[Instructions for the task]
Look below for the line holding "return Self::Skip;" and the line holding "let file = File::open(path).map_err(|e|". Repeat those two and everything between, exactly.

[Given data]
________________
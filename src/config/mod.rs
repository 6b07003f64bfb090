//! Blocked-word configuration.
//!
//! The word list is a small line-oriented text file, by default
//! `~/.blocked_words.txt`:
//!
//! ```text
//! # comments and blank lines are ignored
//! redaction: [censored]
//! hunter2
//! Project Nightingale
//! ```
//!
//! Every other line is one literal blocked word. A single `redaction:` line
//! replaces the default token (`redacted`). The file must be mode `0700`
//! before it is read at all, see [`check_permissions`].

mod permissions;

pub use permissions::check_permissions;

use crate::{Error, Result};
use regex::bytes::Regex;
use std::fmt::Write as _;
use std::fs::File;
use std::io::{BufRead, BufReader};
use std::path::{Path, PathBuf};
use tracing::{debug, instrument};

/// Token substituted for blocked words when the list does not set one.
pub const DEFAULT_REDACTION: &str = "redacted";

/// File name of the word list inside the home directory.
pub const DEFAULT_FILE_NAME: &str = ".blocked_words.txt";

const REDACTION_DIRECTIVE: &[u8] = b"redaction:";

/// A single blocked word and its compiled matcher.
///
/// Words are raw bytes, so a list saved in a legacy encoding still matches
/// input in that encoding. The matcher is built from the escaped literal, so
/// characters such as `.` or `*` only ever match themselves.
#[derive(Debug, Clone)]
pub struct BlockedWord {
    literal: Vec<u8>,
    matcher: Regex,
}

impl BlockedWord {
    /// Compiles an already trimmed, non-empty literal.
    pub(crate) fn new(literal: &[u8]) -> Result<Self> {
        let matcher = Regex::new(&literal_pattern(literal))
            .map_err(|e| Error::operation("compile_blocked_word", e))?;

        Ok(Self {
            literal: literal.to_vec(),
            matcher,
        })
    }

    /// Returns the literal bytes being blocked.
    #[must_use]
    pub fn as_bytes(&self) -> &[u8] {
        &self.literal
    }

    /// Returns the matcher for this word.
    #[must_use]
    pub const fn matcher(&self) -> &Regex {
        &self.matcher
    }
}

impl PartialEq for BlockedWord {
    fn eq(&self, other: &Self) -> bool {
        self.literal == other.literal
    }
}

impl Eq for BlockedWord {}

/// Builds a pattern matching exactly `literal`.
///
/// Bytes that are not UTF-8 are spelled out as `\xNN` with Unicode mode off.
fn literal_pattern(literal: &[u8]) -> String {
    match std::str::from_utf8(literal) {
        Ok(text) => regex::escape(text),
        Err(_) => {
            let mut pattern = String::from("(?-u:");
            for byte in literal {
                let _ = write!(pattern, "\\x{byte:02X}");
            }
            pattern.push(')');
            pattern
        },
    }
}

/// Trims surrounding whitespace, Unicode-aware when the line is UTF-8.
fn trim(line: &[u8]) -> &[u8] {
    match std::str::from_utf8(line) {
        Ok(text) => text.trim().as_bytes(),
        Err(_) => line.trim_ascii(),
    }
}

/// Classification of one physical line of the word list.
#[derive(Debug, PartialEq, Eq)]
enum Directive<'a> {
    /// Blank or `#` comment.
    Skip,
    /// `redaction: <token>`.
    Redaction(&'a [u8]),
    /// Anything else.
    Word(&'a [u8]),
}

impl<'a> Directive<'a> {
    fn classify(line: &'a [u8]) -> Self {
        let line = trim(line);
        if line.is_empty() || line.starts_with(b"#") {
            return Self::Skip;
        }
        match line.strip_prefix(REDACTION_DIRECTIVE) {
            Some(token) => Self::Redaction(trim(token)),
            None => Self::Word(line),
        }
    }
}

/// Strips one trailing `\n` or `\r\n`.
pub(crate) fn strip_line_ending(line: &[u8]) -> &[u8] {
    match line.strip_suffix(b"\n") {
        Some(line) => line.strip_suffix(b"\r").unwrap_or(line),
        None => line,
    }
}

/// The immutable set of blocked words plus the redaction token.
///
/// Words keep the order in which they appear in the file; the censor applies
/// them in that order.
#[derive(Debug, Clone, PartialEq, Eq)]
pub struct BlockedWordConfig {
    words: Vec<BlockedWord>,
    redaction: Vec<u8>,
}

impl Default for BlockedWordConfig {
    fn default() -> Self {
        Self {
            words: Vec::new(),
            redaction: DEFAULT_REDACTION.as_bytes().to_vec(),
        }
    }
}

impl BlockedWordConfig {
    /// Builds a configuration from literal words and a redaction token.
    ///
    /// Words are trimmed; blank entries are dropped.
    ///
    /// # Errors
    ///
    /// Returns an error if a word cannot be compiled into a matcher.
    pub fn new<I, S>(words: I, redaction: impl Into<Vec<u8>>) -> Result<Self>
    where
        I: IntoIterator<Item = S>,
        S: AsRef<[u8]>,
    {
        let words = words
            .into_iter()
            .map(|word| trim(word.as_ref()).to_vec())
            .filter(|word| !word.is_empty())
            .map(|word| BlockedWord::new(&word))
            .collect::<Result<Vec<_>>>()?;

        Ok(Self {
            words,
            redaction: redaction.into(),
        })
    }

    /// Loads the word list from a file after verifying its permissions.
    ///
    /// # Errors
    ///
    /// Returns an error if the file is not mode `0700`, cannot be opened or
    /// read, or defines the redaction token more than once.
    #[instrument(skip_all, fields(path = %path.display()))]
    pub fn load_from_file(path: &Path) -> Result<Self> {
        check_permissions(path)?;

        let file = File::open(path).map_err(|e| {
            Error::operation("open_config", format!("{}: {e}", path.display()))
        })?;

        let config = Self::from_reader(BufReader::new(file), path)?;
        debug!(
            words = config.len(),
            custom_redaction = config.redaction != DEFAULT_REDACTION.as_bytes(),
            "loaded blocked word list"
        );
        Ok(config)
    }

    /// Parses a word list from any buffered reader.
    ///
    /// `origin` only names the source in error messages. A `redaction:` line
    /// is rejected once the token already differs from [`DEFAULT_REDACTION`],
    /// so restating the default before a custom token is accepted.
    ///
    /// # Errors
    ///
    /// Returns an error if reading fails or the redaction token is defined
    /// more than once.
    pub fn from_reader<R: BufRead>(mut reader: R, origin: &Path) -> Result<Self> {
        let mut words = Vec::new();
        let mut redaction = DEFAULT_REDACTION.as_bytes().to_vec();
        let mut buf = Vec::new();

        loop {
            buf.clear();
            let read = reader.read_until(b'\n', &mut buf).map_err(|e| {
                Error::operation("read_config", format!("{}: {e}", origin.display()))
            })?;
            if read == 0 {
                break;
            }

            match Directive::classify(strip_line_ending(&buf)) {
                Directive::Skip => {},
                Directive::Redaction(token) => {
                    if redaction != DEFAULT_REDACTION.as_bytes() {
                        return Err(Error::DuplicateRedaction {
                            path: origin.to_path_buf(),
                        });
                    }
                    redaction = token.to_vec();
                },
                Directive::Word(word) => words.push(BlockedWord::new(word)?),
            }
        }

        Ok(Self { words, redaction })
    }

    /// Returns the blocked words in file order.
    #[must_use]
    pub fn words(&self) -> &[BlockedWord] {
        &self.words
    }

    /// Returns the redaction token.
    #[must_use]
    pub fn redaction(&self) -> &[u8] {
        &self.redaction
    }

    /// Returns the number of blocked words.
    #[must_use]
    pub fn len(&self) -> usize {
        self.words.len()
    }

    /// Returns true if no words are blocked.
    #[must_use]
    pub fn is_empty(&self) -> bool {
        self.words.is_empty()
    }
}

/// Returns `<home>/.blocked_words.txt`.
///
/// # Errors
///
/// Returns [`Error::HomeDirUnavailable`] if the home directory is unknown.
pub fn default_config_path() -> Result<PathBuf> {
    let base_dirs = directories::BaseDirs::new().ok_or(Error::HomeDirUnavailable)?;
    Ok(base_dirs.home_dir().join(DEFAULT_FILE_NAME))
}

/// Picks the word list path: an explicit path wins over the default.
///
/// # Errors
///
/// Returns [`Error::HomeDirUnavailable`] if no path was given and the home
/// directory is unknown.
pub fn resolve_config_path(explicit: Option<&Path>) -> Result<PathBuf> {
    match explicit {
        Some(path) => Ok(path.to_path_buf()),
        None => default_config_path(),
    }
}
________________
[Solution to the exercise]
            return Self::Skip;
        }
        match line.strip_prefix(REDACTION_DIRECTIVE) {
            Some(token) => Self::Redaction(trim(token)),
            None => Self::Word(line),
        }
    }
}

/// Strips one trailing `\n` or `\r\n`.
pub(crate) fn strip_line_ending(line: &[u8]) -> &[u8] {
    match line.strip_suffix(b"\n") {
        Some(line) => line.strip_suffix(b"\r").unwrap_or(line),
        None => line,
    }
}

/// The immutable set of blocked words plus the redaction token.
///
/// Words keep the order in which they appear in the file; the censor applies
/// them in that order.
#[derive(Debug, Clone, PartialEq, Eq)]
pub struct BlockedWordConfig {
    words: Vec<BlockedWord>,
    redaction: Vec<u8>,
}

impl Default for BlockedWordConfig {
    fn default() -> Self {
        Self {
            words: Vec::new(),
            redaction: DEFAULT_REDACTION.as_bytes().to_vec(),
        }
    }
}

impl BlockedWordConfig {
    /// Builds a configuration from literal words and a redaction token.
    ///
    /// Words are trimmed; blank entries are dropped.
    ///
    /// # Errors
    ///
    /// Returns an error if a word cannot be compiled into a matcher.
    pub fn new<I, S>(words: I, redaction: impl Into<Vec<u8>>) -> Result<Self>
    where
        I: IntoIterator<Item = S>,
        S: AsRef<[u8]>,
    {
        let words = words
            .into_iter()
            .map(|word| trim(word.as_ref()).to_vec())
            .filter(|word| !word.is_empty())
            .map(|word| BlockedWord::new(&word))
            .collect::<Result<Vec<_>>>()?;

        Ok(Self {
            words,
            redaction: redaction.into(),
        })
    }

    /// Loads the word list from a file after verifying its permissions.
    ///
    /// # Errors
    ///
    /// Returns an error if the file is not mode `0700`, cannot be opened or
    /// read, or defines the redaction token more than once.
    #[instrument(skip_all, fields(path = %path.display()))]
    pub fn load_from_file(path: &Path) -> Result<Self> {
        check_permissions(path)?;

        let file = File::open(path).map_err(|e| {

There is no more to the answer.